• [WHAT IS BEING ASKED]: Your answer should be every line of the records that contains the word "TitleDesc".

• [MATERIAL SUPPLIED]:
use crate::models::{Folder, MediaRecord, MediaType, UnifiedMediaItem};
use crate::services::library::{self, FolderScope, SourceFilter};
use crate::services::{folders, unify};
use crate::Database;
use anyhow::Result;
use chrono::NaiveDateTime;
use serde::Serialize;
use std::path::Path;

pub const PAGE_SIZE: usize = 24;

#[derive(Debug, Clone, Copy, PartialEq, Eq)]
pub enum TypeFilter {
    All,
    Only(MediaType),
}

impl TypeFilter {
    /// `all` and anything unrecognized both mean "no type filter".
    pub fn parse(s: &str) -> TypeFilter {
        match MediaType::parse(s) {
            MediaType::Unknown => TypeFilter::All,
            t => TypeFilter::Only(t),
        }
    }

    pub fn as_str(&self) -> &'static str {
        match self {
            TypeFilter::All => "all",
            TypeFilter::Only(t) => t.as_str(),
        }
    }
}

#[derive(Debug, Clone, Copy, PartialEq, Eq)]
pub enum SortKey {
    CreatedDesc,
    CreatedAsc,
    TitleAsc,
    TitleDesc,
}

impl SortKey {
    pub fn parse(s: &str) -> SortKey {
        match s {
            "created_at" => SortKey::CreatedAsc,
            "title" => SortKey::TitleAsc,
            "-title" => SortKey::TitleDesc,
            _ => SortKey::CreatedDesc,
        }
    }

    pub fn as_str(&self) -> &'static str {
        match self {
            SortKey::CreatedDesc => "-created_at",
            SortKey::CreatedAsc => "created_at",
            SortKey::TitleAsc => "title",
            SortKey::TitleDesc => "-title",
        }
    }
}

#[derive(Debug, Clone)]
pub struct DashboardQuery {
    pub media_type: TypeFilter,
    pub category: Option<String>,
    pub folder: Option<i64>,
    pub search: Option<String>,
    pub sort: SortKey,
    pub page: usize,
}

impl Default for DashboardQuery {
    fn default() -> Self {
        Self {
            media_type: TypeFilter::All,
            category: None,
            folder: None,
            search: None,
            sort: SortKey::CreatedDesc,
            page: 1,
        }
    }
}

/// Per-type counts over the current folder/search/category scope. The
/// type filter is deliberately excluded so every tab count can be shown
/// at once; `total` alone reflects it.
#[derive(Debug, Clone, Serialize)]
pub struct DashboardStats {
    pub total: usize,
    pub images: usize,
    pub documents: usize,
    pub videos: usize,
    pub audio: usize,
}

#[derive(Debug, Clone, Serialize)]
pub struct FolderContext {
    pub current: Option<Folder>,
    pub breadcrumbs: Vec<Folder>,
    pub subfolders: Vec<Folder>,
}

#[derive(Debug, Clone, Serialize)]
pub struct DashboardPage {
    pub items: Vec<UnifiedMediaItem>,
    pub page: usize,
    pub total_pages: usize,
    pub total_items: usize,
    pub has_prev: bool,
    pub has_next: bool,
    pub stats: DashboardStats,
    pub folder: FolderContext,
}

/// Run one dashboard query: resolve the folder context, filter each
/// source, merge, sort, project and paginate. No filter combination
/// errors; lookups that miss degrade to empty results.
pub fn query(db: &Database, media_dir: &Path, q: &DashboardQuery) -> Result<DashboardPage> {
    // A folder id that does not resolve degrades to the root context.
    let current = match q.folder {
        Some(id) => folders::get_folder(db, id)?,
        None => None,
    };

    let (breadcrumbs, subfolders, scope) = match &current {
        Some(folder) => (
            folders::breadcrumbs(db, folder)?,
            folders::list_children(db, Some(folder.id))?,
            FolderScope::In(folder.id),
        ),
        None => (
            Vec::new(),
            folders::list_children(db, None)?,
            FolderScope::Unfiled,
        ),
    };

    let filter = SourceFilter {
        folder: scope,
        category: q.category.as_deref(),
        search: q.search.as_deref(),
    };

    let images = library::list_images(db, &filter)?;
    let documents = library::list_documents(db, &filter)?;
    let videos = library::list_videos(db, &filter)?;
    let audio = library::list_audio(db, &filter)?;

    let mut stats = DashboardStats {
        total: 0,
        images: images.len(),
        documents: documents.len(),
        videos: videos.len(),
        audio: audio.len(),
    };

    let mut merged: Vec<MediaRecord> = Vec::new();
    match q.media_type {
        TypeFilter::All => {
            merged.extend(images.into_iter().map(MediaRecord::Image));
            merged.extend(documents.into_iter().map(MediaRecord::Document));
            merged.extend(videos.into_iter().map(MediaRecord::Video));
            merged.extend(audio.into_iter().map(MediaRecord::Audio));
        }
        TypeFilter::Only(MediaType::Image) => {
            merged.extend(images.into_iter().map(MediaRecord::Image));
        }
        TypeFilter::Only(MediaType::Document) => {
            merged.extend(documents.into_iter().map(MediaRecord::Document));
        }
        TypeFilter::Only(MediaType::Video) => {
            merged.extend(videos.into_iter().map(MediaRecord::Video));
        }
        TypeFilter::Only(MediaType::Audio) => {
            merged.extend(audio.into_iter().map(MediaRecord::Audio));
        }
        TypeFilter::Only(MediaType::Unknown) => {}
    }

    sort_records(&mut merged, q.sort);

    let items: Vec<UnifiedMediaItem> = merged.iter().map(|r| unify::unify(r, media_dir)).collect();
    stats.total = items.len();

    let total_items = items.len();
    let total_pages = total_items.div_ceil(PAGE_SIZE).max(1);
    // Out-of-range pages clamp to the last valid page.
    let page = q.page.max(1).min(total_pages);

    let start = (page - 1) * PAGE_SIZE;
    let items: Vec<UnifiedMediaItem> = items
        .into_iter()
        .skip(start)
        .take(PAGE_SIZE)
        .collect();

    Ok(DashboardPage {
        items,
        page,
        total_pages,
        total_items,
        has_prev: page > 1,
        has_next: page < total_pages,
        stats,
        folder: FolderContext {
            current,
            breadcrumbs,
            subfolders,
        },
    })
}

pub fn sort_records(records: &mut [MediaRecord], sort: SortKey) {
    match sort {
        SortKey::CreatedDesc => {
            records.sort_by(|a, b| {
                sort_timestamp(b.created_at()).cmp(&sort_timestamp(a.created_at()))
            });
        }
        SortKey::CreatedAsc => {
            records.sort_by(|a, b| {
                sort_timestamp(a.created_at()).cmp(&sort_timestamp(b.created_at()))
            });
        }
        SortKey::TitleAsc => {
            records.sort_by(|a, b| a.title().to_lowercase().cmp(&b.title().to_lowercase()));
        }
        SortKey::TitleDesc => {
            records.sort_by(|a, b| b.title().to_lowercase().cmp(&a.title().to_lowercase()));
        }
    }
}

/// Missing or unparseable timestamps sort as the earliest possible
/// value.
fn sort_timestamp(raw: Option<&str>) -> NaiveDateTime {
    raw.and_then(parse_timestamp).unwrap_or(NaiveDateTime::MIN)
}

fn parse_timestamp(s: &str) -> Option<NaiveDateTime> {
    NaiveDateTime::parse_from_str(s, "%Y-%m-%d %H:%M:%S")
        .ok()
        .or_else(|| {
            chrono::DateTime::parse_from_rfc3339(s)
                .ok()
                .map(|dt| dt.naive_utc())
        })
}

• [EXERCISE OUTPUT]:
    TitleDesc,
            "-title" => SortKey::TitleDesc,
            SortKey::TitleDesc => "-title",
        SortKey::TitleDesc => {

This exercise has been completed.